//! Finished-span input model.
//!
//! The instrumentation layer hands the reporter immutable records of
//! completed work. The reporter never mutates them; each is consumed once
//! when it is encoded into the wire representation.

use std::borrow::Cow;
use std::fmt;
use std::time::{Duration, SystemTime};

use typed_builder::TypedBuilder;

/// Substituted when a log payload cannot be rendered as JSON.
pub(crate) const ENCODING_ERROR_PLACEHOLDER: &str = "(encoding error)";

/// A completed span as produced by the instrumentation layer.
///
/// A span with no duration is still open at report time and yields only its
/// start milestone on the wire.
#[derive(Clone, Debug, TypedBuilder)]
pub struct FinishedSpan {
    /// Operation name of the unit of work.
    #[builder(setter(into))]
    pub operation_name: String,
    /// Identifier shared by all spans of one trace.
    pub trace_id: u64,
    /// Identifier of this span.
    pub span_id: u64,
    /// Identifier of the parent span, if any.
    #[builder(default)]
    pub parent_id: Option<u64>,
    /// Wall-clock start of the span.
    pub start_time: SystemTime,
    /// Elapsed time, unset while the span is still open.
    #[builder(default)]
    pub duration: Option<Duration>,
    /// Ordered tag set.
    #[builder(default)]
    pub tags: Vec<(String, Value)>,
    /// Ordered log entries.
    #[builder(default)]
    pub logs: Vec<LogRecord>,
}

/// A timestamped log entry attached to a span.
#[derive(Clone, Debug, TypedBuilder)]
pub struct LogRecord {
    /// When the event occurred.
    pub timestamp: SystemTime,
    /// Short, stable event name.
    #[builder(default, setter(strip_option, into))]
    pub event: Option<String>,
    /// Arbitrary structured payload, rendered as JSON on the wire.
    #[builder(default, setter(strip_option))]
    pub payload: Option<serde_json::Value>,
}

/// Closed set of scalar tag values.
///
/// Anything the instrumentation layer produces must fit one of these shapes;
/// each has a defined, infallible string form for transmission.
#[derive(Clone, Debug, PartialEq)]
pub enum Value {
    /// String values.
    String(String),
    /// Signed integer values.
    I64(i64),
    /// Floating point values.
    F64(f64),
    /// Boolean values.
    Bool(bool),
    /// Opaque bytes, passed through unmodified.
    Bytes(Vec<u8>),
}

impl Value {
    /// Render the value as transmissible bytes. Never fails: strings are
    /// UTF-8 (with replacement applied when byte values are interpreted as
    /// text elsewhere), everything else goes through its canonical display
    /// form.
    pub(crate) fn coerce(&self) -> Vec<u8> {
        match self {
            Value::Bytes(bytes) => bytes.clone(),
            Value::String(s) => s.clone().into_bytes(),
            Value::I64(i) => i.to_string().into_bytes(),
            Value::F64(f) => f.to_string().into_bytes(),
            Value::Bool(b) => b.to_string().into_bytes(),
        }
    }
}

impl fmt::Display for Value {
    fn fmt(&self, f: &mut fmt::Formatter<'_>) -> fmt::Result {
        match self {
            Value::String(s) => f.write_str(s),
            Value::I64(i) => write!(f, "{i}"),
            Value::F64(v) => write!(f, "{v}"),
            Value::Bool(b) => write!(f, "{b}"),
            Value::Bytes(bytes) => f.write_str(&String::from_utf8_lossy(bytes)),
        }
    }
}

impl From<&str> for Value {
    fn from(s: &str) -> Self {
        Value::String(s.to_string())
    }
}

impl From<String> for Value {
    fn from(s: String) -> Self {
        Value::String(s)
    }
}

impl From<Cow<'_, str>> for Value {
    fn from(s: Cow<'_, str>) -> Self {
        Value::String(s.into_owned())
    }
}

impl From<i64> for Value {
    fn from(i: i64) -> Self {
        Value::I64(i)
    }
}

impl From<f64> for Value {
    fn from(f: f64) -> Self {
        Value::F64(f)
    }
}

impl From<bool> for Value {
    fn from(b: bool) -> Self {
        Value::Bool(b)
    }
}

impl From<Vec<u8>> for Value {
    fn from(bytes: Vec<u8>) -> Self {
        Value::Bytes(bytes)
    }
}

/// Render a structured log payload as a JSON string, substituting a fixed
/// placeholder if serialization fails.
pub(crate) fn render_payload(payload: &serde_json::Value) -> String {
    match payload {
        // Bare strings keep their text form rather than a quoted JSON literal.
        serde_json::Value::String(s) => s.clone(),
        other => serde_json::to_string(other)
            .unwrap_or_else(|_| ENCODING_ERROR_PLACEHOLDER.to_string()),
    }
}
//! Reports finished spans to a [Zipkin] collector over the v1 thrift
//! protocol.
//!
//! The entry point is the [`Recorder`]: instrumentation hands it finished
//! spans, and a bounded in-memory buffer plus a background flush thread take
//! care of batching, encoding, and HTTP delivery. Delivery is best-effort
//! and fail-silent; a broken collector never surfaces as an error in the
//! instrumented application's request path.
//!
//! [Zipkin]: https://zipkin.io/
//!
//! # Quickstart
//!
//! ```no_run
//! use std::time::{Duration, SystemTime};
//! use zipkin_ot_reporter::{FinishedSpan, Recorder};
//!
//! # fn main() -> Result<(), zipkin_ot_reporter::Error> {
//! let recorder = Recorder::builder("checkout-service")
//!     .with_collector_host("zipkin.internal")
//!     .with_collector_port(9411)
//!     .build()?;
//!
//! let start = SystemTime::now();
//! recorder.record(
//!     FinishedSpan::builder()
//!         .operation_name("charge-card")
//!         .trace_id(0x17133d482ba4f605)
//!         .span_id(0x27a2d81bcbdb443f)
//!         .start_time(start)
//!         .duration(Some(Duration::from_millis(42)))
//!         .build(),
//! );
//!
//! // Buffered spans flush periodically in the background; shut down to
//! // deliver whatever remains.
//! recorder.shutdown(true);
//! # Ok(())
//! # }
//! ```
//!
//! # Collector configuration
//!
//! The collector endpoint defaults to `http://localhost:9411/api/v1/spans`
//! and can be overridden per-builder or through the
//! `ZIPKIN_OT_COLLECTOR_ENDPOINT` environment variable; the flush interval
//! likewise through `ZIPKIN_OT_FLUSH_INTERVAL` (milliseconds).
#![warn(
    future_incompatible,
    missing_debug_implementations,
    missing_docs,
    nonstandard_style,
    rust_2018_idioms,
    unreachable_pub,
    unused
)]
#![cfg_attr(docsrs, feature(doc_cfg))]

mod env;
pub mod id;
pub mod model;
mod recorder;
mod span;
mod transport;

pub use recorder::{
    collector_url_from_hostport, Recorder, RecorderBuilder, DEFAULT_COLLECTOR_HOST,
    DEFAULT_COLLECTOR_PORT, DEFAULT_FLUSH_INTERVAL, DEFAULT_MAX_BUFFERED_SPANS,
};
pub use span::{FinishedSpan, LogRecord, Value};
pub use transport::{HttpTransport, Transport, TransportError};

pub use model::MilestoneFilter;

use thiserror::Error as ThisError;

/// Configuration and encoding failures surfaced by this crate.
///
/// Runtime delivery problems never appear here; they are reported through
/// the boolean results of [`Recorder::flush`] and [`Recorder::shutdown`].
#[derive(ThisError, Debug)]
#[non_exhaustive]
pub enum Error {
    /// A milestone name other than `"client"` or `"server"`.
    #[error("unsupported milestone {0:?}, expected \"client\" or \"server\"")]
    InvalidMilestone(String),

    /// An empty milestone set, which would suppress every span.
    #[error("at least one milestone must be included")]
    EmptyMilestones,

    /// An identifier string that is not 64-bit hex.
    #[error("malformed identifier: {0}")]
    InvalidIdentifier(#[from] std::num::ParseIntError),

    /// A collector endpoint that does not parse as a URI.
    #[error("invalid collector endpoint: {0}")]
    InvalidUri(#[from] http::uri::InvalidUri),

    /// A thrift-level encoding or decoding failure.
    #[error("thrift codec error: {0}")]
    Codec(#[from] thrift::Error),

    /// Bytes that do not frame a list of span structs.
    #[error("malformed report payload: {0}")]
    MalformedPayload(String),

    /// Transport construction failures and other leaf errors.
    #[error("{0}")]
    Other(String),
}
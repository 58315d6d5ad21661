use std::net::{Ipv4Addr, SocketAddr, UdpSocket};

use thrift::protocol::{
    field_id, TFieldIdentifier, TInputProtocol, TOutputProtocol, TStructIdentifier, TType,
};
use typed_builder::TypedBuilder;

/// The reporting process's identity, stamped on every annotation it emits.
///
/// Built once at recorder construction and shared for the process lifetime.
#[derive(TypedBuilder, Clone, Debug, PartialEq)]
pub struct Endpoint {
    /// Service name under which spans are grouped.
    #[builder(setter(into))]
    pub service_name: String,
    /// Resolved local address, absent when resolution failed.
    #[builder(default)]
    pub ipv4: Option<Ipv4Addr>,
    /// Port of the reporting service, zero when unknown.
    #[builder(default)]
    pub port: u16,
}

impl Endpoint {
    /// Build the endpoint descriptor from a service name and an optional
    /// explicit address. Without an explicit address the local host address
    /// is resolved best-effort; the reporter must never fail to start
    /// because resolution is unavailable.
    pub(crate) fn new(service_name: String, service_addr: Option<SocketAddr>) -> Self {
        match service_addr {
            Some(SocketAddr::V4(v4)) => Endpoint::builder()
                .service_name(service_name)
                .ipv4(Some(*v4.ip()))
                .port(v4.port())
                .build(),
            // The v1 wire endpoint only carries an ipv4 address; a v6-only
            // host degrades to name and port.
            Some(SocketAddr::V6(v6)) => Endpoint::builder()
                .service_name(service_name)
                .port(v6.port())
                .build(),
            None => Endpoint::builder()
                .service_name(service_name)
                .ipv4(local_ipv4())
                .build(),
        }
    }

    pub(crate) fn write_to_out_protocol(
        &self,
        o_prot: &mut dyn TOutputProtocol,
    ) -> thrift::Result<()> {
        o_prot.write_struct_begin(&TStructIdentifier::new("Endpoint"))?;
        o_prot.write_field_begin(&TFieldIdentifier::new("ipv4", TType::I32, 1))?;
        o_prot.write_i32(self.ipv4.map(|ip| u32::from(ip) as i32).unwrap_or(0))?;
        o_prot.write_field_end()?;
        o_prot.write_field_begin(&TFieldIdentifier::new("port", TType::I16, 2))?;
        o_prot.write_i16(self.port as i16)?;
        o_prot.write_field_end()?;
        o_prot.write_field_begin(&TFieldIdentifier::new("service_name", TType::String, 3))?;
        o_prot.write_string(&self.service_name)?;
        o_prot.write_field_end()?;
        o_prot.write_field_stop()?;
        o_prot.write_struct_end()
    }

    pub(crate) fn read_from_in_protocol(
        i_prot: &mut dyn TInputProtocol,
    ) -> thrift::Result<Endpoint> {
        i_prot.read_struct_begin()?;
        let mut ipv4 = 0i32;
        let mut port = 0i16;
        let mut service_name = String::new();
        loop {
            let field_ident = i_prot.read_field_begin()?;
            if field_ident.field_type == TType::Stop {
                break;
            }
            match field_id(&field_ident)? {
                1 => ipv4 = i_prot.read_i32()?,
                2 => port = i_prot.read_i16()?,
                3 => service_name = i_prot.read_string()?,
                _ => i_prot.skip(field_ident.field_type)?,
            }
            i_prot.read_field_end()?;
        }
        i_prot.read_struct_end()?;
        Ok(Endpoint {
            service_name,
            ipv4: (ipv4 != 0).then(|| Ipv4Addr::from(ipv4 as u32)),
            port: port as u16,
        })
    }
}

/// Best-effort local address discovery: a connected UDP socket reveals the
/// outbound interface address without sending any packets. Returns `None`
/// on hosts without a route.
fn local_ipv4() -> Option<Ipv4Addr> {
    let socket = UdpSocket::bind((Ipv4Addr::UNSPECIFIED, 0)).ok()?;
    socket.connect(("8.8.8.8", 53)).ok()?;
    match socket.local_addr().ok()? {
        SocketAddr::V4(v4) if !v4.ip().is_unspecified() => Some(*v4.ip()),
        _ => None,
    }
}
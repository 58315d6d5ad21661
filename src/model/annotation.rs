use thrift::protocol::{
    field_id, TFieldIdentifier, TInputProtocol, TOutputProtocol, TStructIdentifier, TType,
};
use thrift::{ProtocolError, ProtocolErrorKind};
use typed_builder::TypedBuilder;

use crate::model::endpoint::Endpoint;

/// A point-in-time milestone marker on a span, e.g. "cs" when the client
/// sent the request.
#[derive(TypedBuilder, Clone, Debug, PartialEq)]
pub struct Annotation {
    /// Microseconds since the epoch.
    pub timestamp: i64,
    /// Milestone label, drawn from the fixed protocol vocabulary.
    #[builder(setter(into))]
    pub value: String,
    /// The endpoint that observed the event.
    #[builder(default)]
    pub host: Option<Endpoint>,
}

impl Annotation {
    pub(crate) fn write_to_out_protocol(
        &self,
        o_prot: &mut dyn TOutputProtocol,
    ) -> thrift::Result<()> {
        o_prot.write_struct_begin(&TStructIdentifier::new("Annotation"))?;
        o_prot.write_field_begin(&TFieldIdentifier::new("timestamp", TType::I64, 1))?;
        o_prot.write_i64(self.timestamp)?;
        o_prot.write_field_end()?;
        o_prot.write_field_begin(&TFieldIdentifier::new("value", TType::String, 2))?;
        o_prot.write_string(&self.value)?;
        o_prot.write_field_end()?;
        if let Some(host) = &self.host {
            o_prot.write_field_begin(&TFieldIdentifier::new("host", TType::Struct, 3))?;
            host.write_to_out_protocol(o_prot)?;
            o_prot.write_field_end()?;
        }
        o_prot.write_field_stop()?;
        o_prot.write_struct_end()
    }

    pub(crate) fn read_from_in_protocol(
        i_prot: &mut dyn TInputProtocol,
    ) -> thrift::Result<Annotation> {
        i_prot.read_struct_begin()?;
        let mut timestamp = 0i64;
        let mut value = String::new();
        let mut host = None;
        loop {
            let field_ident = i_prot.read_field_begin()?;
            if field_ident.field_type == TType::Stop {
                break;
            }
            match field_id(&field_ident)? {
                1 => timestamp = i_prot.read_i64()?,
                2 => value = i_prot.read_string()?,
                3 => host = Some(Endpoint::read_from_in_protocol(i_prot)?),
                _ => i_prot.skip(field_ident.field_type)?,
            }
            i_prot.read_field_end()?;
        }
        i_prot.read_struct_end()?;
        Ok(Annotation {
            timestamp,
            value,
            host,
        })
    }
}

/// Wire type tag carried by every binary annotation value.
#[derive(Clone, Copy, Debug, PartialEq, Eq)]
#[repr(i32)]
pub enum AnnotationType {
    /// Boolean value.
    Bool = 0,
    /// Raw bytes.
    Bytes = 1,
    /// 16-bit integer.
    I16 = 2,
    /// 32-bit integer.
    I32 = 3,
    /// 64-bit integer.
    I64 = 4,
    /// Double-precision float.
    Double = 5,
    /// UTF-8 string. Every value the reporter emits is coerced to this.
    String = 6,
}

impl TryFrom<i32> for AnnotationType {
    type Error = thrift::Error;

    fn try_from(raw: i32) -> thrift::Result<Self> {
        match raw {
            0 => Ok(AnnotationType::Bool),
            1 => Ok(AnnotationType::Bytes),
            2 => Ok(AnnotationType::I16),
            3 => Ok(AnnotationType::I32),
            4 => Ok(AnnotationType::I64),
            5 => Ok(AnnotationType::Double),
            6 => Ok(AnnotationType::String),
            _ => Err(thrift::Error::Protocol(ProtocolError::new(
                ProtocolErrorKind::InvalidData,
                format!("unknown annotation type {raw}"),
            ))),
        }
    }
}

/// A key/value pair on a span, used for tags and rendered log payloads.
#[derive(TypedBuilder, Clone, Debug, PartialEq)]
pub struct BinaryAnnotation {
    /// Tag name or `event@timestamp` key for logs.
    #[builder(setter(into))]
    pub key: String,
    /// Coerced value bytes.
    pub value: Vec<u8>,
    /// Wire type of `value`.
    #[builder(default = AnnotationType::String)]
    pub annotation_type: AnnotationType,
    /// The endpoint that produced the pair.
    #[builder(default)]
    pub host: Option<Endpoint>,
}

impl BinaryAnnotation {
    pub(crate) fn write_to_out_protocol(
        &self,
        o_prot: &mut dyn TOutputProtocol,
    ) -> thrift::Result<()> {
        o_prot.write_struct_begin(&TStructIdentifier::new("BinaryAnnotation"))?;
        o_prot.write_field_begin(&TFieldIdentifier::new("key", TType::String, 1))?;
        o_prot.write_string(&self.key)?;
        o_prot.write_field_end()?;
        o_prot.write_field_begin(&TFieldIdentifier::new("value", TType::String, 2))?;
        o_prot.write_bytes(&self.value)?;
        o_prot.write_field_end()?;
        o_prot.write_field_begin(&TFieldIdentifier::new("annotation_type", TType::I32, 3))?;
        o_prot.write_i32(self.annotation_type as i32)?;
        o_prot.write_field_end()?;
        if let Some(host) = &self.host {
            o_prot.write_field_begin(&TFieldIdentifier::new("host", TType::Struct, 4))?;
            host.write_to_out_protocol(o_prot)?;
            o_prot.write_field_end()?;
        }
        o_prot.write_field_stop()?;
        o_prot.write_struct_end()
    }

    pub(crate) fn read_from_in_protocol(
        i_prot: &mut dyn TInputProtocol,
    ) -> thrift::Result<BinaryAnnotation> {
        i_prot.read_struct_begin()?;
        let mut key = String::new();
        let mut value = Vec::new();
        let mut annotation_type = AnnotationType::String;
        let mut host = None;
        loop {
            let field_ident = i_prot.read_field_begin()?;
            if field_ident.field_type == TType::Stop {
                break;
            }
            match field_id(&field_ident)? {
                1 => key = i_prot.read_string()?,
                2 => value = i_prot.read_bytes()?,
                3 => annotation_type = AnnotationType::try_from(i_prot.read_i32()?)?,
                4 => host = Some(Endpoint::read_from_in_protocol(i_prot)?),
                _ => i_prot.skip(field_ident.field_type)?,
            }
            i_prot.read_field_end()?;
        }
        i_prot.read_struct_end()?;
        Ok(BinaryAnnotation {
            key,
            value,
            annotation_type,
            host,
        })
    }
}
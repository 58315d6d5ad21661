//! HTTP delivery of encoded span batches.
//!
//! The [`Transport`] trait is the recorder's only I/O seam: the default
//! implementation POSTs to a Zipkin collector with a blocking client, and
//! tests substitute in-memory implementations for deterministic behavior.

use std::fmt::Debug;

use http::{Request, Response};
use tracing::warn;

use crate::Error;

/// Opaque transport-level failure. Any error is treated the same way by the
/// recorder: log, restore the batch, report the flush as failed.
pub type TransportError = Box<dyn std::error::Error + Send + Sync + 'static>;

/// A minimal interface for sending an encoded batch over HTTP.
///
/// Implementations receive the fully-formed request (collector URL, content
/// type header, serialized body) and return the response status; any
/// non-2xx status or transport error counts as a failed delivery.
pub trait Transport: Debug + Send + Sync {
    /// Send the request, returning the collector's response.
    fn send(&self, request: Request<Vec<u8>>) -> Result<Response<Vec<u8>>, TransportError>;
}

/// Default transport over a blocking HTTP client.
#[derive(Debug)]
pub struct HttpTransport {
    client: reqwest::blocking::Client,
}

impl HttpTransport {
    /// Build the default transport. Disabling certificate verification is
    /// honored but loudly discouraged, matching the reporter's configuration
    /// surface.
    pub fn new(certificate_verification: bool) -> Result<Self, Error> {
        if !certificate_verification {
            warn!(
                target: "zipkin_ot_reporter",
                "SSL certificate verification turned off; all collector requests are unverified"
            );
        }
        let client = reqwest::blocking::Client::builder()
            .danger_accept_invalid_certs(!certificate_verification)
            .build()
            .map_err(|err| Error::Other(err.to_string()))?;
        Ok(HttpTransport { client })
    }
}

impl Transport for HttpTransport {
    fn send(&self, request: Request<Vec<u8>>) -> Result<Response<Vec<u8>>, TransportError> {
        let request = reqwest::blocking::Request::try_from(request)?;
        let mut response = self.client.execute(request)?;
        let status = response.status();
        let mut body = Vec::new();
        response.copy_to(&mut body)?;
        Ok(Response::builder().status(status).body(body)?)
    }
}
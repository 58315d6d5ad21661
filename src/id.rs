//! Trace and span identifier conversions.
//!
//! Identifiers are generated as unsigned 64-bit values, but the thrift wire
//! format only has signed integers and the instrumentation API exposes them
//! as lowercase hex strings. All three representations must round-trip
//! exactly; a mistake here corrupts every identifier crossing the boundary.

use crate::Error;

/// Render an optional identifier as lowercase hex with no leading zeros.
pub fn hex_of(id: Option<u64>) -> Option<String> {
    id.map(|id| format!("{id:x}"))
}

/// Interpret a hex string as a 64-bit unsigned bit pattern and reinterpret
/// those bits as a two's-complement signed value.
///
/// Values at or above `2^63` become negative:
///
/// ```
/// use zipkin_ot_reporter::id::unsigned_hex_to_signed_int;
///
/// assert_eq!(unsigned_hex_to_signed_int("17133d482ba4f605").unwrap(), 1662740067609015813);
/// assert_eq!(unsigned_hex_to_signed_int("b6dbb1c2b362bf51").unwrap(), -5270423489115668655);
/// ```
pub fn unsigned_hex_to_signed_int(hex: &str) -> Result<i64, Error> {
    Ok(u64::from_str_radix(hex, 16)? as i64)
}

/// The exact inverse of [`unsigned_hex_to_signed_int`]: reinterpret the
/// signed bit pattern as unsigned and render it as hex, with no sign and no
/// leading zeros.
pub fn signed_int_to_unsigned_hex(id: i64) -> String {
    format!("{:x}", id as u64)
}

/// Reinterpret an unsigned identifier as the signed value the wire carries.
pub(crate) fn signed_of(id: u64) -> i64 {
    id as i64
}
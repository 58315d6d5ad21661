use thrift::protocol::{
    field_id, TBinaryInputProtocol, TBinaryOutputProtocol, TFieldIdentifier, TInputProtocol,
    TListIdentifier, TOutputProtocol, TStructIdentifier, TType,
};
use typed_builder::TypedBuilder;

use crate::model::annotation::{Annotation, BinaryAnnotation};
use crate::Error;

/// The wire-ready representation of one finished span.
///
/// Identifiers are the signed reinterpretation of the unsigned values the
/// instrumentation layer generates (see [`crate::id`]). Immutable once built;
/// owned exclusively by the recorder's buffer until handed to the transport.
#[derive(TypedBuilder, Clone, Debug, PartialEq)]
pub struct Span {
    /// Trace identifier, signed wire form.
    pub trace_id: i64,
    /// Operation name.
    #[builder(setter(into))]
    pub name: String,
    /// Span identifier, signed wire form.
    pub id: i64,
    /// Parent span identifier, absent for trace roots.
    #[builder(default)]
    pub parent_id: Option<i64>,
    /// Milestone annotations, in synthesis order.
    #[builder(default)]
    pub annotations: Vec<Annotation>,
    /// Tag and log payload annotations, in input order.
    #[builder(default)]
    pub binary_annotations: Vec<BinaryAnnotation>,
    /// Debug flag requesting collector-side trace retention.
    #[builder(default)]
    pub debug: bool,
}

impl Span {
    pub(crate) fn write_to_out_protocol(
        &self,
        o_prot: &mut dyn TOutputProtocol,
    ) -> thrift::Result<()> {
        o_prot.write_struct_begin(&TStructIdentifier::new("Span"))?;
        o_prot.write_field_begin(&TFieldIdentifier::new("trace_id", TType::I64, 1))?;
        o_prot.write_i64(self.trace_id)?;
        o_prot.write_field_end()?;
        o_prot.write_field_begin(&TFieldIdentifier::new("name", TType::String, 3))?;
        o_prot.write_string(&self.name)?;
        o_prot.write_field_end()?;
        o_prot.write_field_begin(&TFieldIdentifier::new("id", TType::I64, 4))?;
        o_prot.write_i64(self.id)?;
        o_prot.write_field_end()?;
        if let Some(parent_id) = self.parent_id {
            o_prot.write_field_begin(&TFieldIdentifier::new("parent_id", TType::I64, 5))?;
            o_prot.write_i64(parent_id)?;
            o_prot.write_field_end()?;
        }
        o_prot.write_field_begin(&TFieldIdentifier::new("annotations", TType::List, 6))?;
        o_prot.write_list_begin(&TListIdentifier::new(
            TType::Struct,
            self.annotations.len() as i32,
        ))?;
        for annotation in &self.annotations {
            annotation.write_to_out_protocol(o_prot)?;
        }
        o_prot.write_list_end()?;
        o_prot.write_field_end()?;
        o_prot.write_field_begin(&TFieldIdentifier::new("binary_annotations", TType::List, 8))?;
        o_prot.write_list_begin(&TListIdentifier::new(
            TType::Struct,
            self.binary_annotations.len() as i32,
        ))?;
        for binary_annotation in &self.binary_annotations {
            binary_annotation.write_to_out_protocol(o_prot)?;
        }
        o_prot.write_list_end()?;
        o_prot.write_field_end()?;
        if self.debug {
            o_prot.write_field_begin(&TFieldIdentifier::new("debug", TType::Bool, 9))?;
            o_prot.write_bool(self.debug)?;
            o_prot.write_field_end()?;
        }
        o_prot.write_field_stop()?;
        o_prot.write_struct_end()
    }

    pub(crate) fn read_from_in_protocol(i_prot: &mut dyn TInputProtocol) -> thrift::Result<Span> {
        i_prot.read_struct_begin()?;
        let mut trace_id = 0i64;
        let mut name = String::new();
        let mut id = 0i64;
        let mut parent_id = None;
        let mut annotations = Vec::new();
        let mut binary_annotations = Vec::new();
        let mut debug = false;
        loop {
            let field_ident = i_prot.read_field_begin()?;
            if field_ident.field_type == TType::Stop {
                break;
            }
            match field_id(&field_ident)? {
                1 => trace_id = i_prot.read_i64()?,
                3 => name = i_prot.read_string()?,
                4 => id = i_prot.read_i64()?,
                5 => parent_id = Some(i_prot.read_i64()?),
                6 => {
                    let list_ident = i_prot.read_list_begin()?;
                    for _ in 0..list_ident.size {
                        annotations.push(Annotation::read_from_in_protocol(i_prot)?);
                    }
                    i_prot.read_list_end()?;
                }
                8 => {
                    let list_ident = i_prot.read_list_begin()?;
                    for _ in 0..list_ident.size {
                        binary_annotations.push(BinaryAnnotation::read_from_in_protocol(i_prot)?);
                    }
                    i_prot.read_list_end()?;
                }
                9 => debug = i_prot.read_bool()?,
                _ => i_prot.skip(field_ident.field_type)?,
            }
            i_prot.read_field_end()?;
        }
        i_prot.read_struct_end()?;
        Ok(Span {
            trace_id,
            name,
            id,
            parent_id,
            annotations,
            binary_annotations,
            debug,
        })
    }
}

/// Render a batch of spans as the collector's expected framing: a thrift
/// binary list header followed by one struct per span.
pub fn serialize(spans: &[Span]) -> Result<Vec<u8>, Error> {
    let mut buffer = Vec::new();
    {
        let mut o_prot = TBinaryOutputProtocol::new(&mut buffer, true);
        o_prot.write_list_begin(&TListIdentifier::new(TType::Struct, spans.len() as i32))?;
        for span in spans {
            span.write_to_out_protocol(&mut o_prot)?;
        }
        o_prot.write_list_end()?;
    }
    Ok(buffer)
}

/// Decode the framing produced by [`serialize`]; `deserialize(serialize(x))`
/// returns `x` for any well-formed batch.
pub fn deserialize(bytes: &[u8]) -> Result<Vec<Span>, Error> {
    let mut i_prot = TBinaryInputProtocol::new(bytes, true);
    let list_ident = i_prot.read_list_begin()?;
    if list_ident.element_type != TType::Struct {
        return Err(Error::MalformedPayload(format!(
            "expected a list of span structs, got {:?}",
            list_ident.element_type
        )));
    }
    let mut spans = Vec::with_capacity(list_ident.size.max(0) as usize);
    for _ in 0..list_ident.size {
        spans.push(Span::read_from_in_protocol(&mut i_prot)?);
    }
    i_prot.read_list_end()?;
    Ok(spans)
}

------------------------------

▶ [WHAT THIS TASK INVOLVES]: Filter the entries and copy out every line with the word "reqwest".

▶ [REPLY TO THE EXERCISE]:
    client: reqwest::blocking::Client,
        let client = reqwest::blocking::Client::builder()
        let request = reqwest::blocking::Request::try_from(request)?;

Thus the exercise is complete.